Comey: The Russians 'were unusually loud in their intervention - it's almost as if they wanted us to know'
"They were unusually loud in their intervention," Comey said, when asked by Republican Rep. Ileana Ros-Lehtinen of Florida what the Russians did in the 2016 presidential race that they hadn't done before.
"It's almost as if they didn't care that we knew."
Comey suggested that Russia may have wanted the US government to tell the public what Russia was doing, so as to "amplify" their efforts.
"Their loudness, in a way, would be counting on us to amplify it by telling the American people what we saw and freaking people out about how the Russians might be undermining our elections successfully," Comey said.
Many cybersecurity and Russia experts agree that the Russian hacking and disinformation campaign throughout the election was highly conspicuous. Digital footprints were left on the Democratic National Committee and John Podesta hacks, which were sloppy and easy to link back to the Kremlin.
State-sponsored Russian news agencies like Russia Today and Sputnik, meanwhile, openly backed President Donald Trump, and American eavesdroppers intercepted calls between foreign nationals and Russian officials allegedly discussing the presidential campaign - a similarly sloppy move, given the open secret that intelligence agencies routinely spy on each other.

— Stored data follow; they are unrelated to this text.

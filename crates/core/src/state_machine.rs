//! The orchestration state machine.
//!
//! An explicit table of allowed actions per state and a map from action to
//! the next state. A rejected action leaves state and data untouched.

use std::fmt;
use std::sync::{Arc, Mutex};

use serde::{Deserialize, Serialize};
use serde_json::{Map, Value};
use tracing::{debug, info, warn};

#[derive(Debug, Clone, Copy, PartialEq, Eq, Hash, Serialize, Deserialize)]
#[serde(rename_all = "SCREAMING_SNAKE_CASE")]
pub enum AutomationState {
    Idle,
    ExpandingOverview,
    ExpandingSources,
    SendingWebhook,
    Completed,
    Failed,
    ManualMode,
    Retrying,
}

#[derive(Debug, Clone, Copy, PartialEq, Eq, Hash, Serialize, Deserialize)]
#[serde(rename_all = "SCREAMING_SNAKE_CASE")]
pub enum AutomationAction {
    StartAutomation,
    OverviewComplete,
    OverviewFailed,
    OverviewSkipped,
    SourcesComplete,
    SourcesFailed,
    SourcesSkipped,
    WebhookComplete,
    WebhookFailed,
    WebhookSkipped,
    Retry,
    FallbackToManual,
    ManualMode,
    Reset,
}

impl AutomationState {
    /// Actions accepted in this state.
    pub fn allowed_actions(self) -> &'static [AutomationAction] {
        use AutomationAction::*;
        match self {
            AutomationState::Idle => &[StartAutomation, ManualMode],
            AutomationState::ExpandingOverview => &[OverviewComplete, OverviewFailed, OverviewSkipped],
            AutomationState::ExpandingSources => &[SourcesComplete, SourcesFailed, SourcesSkipped],
            AutomationState::SendingWebhook => &[WebhookComplete, WebhookFailed, WebhookSkipped],
            AutomationState::Completed => &[Reset],
            AutomationState::Failed => &[Retry, FallbackToManual, Reset],
            AutomationState::ManualMode => &[Reset],
            AutomationState::Retrying => &[StartAutomation, FallbackToManual],
        }
    }
}

impl AutomationAction {
    /// State reached by taking this action.
    pub fn next_state(self) -> AutomationState {
        use AutomationAction::*;
        match self {
            StartAutomation => AutomationState::ExpandingOverview,
            OverviewComplete | OverviewSkipped => AutomationState::ExpandingSources,
            SourcesComplete | SourcesSkipped => AutomationState::SendingWebhook,
            WebhookComplete | WebhookSkipped => AutomationState::Completed,
            OverviewFailed | SourcesFailed | WebhookFailed => AutomationState::Failed,
            Retry => AutomationState::Retrying,
            FallbackToManual | ManualMode => AutomationState::ManualMode,
            Reset => AutomationState::Idle,
        }
    }
}

impl fmt::Display for AutomationState {
    fn fmt(&self, f: &mut fmt::Formatter<'_>) -> fmt::Result {
        let name = match self {
            AutomationState::Idle => "IDLE",
            AutomationState::ExpandingOverview => "EXPANDING_OVERVIEW",
            AutomationState::ExpandingSources => "EXPANDING_SOURCES",
            AutomationState::SendingWebhook => "SENDING_WEBHOOK",
            AutomationState::Completed => "COMPLETED",
            AutomationState::Failed => "FAILED",
            AutomationState::ManualMode => "MANUAL_MODE",
            AutomationState::Retrying => "RETRYING",
        };
        f.write_str(name)
    }
}

impl fmt::Display for AutomationAction {
    fn fmt(&self, f: &mut fmt::Formatter<'_>) -> fmt::Result {
        // Serialization already yields the wire name.
        match serde_json::to_value(self) {
            Ok(Value::String(name)) => f.write_str(&name),
            _ => write!(f, "{:?}", self),
        }
    }
}

/// A state change as seen by listeners.
#[derive(Debug, Clone)]
pub struct StateChange {
    pub state: AutomationState,
    pub previous: AutomationState,
    pub action: AutomationAction,
    pub data: Option<Map<String, Value>>,
}

/// The most recent transition and the accumulated data.
#[derive(Debug, Clone, Serialize)]
pub struct LastTransition {
    pub from: Option<AutomationState>,
    pub to: AutomationState,
    pub data: Map<String, Value>,
}

pub type StateListener = Arc<dyn Fn(&StateChange) + Send + Sync>;

#[derive(Debug)]
struct Inner {
    state: AutomationState,
    previous: Option<AutomationState>,
    data: Map<String, Value>,
}

pub struct StateMachine {
    inner: Mutex<Inner>,
    listeners: Mutex<Vec<StateListener>>,
}

impl StateMachine {
    pub fn new() -> Self {
        debug!(state = %AutomationState::Idle, "state machine initialised");
        Self {
            inner: Mutex::new(Inner { state: AutomationState::Idle, previous: None, data: Map::new() }),
            listeners: Mutex::new(Vec::new()),
        }
    }

    fn lock(&self) -> std::sync::MutexGuard<'_, Inner> {
        self.inner.lock().unwrap_or_else(|e| e.into_inner())
    }

    /// Registers a listener called synchronously after every change.
    pub fn on_state_change(&self, listener: impl Fn(&StateChange) + Send + Sync + 'static) {
        self.listeners
            .lock()
            .unwrap_or_else(|e| e.into_inner())
            .push(Arc::new(listener));
    }

    fn notify(&self, change: &StateChange) {
        let listeners = self.listeners.lock().unwrap_or_else(|e| e.into_inner()).clone();
        for listener in listeners {
            listener(change);
        }
    }

    /// Applies `action`, merging `data` into the state data.
    ///
    /// Returns `false` without changing anything when the action is not
    /// allowed in the current state.
    pub fn transition(&self, action: AutomationAction, data: Option<Map<String, Value>>) -> bool {
        let change = {
            let mut inner = self.lock();
            if !inner.state.allowed_actions().contains(&action) {
                warn!(state = %inner.state, %action, "invalid transition");
                return false;
            }

            let previous = inner.state;
            inner.previous = Some(previous);
            inner.state = action.next_state();
            if let Some(data) = &data {
                inner.data.extend(data.clone());
            }

            info!(from = %previous, to = %inner.state, %action, "transition");
            StateChange { state: inner.state, previous, action, data }
        };

        self.notify(&change);
        true
    }

    pub fn can_execute(&self, action: AutomationAction) -> bool {
        self.lock().state.allowed_actions().contains(&action)
    }

    /// Returns to `Idle` from any state, clearing the data.
    pub fn reset(&self) {
        let change = {
            let mut inner = self.lock();
            let previous = inner.state;
            *inner = Inner { state: AutomationState::Idle, previous: None, data: Map::new() };
            info!(from = %previous, "state machine reset");
            StateChange { state: AutomationState::Idle, previous, action: AutomationAction::Reset, data: None }
        };

        self.notify(&change);
    }

    pub fn state(&self) -> AutomationState {
        self.lock().state
    }

    pub fn is_automation_active(&self) -> bool {
        matches!(
            self.state(),
            AutomationState::ExpandingOverview | AutomationState::ExpandingSources | AutomationState::SendingWebhook
        )
    }

    pub fn is_completed(&self) -> bool {
        self.state() == AutomationState::Completed
    }

    pub fn is_failed(&self) -> bool {
        self.state() == AutomationState::Failed
    }

    pub fn is_manual_mode(&self) -> bool {
        self.state() == AutomationState::ManualMode
    }

    pub fn state_data(&self) -> Map<String, Value> {
        self.lock().data.clone()
    }

    pub fn update_state_data(&self, data: Map<String, Value>) {
        self.lock().data.extend(data);
    }

    pub fn last_transition(&self) -> LastTransition {
        let inner = self.lock();
        LastTransition { from: inner.previous, to: inner.state, data: inner.data.clone() }
    }
}

impl Default for StateMachine {
    fn default() -> Self {
        Self::new()
    }
}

Twitter bots - many of them linked to Russia, and aided by professional trolls being paid by the Kremlin - flooded the social media platform with pro-Trump rhetoric and fake news throughout, and especially in the days leading up to, the election. The bots favored Trump by five-to-one, according to Sam Woolley of the Oxford Internet Institute's computational propaganda institute.
"A big difference to me in the past was, while there was cyber activity, we never saw in previous presidential elections information being published on such a massive scale that had been illegally removed both from private individuals as well as organizations associated with the democratic process both inside the government and outside the government," Admiral Mike Rogers, the Director of the National Security Agency, said at Monday's hearing.
Thomas Pickering, the former US ambassador to Russia under Bill Clinton, told CNN on Tuesday that the flagrant nature of the operation "was unusual."
"Putin clearly wanted to deal the US a lesson, which helped him promote his own national popularity at home," Pickering said.
Mark Kramer, program director of the Project on Cold War Studies at Harvard's Davis Center for Russian and Eurasian Studies, told Business Insider recently that this kind of noise aligned with Putin's desire to "stir public doubts about the legitimacy of the elections in part because he expected Clinton was going to win."
"He wanted to portray her election as unfair and illegitimate," Kramer said.
Indeed, Comey noted on Monday that the Russians "hated her, Secretary Clinton, wanted to harm her and thought they might have a chance to help Mr. Trump. And then later, they concluded that Mr. Trump was hopeless and they would focus then on just trying to undermine Secretary Clinton."
For Clinton to win amid all of the hacks and negative press would have enabled Putin "to say to his domestic constituents: 'See? Elections in the West are just a sham, and they're nowhere near as fair as our elections,'" Kramer said.
Both Comey and Rogers agreed that the Russians likely viewed the operation as successful given the near-daily revelations about the Trump campaign's contact with Russia that have largely stemmed from those easily traceable hacks and phone calls.
Reports emerged after the inauguration that the Kremlin was getting nervous about the chaos, because the government had been counting on Trump to improve the US-Russia relationship. But Comey said that "one of the lessons [Russia] may draw from this is that they were successful because they introduced chaos and division and discord, and sowed doubt about the nature of this amazing country of ours and our democratic process."
"Their number one mission was to undermine the credibility of our entire democracy enterprise of this nation," Comey added.
Rogers agreed.
"I fully expect them to continue this -- this level of activity," Rogers said. "Our sense is that they have come to the conclusion that it generated a positive outcome for them in the sense that [they've] called into question" the US' democratic process.
"We have to assume they're coming back," Comey said.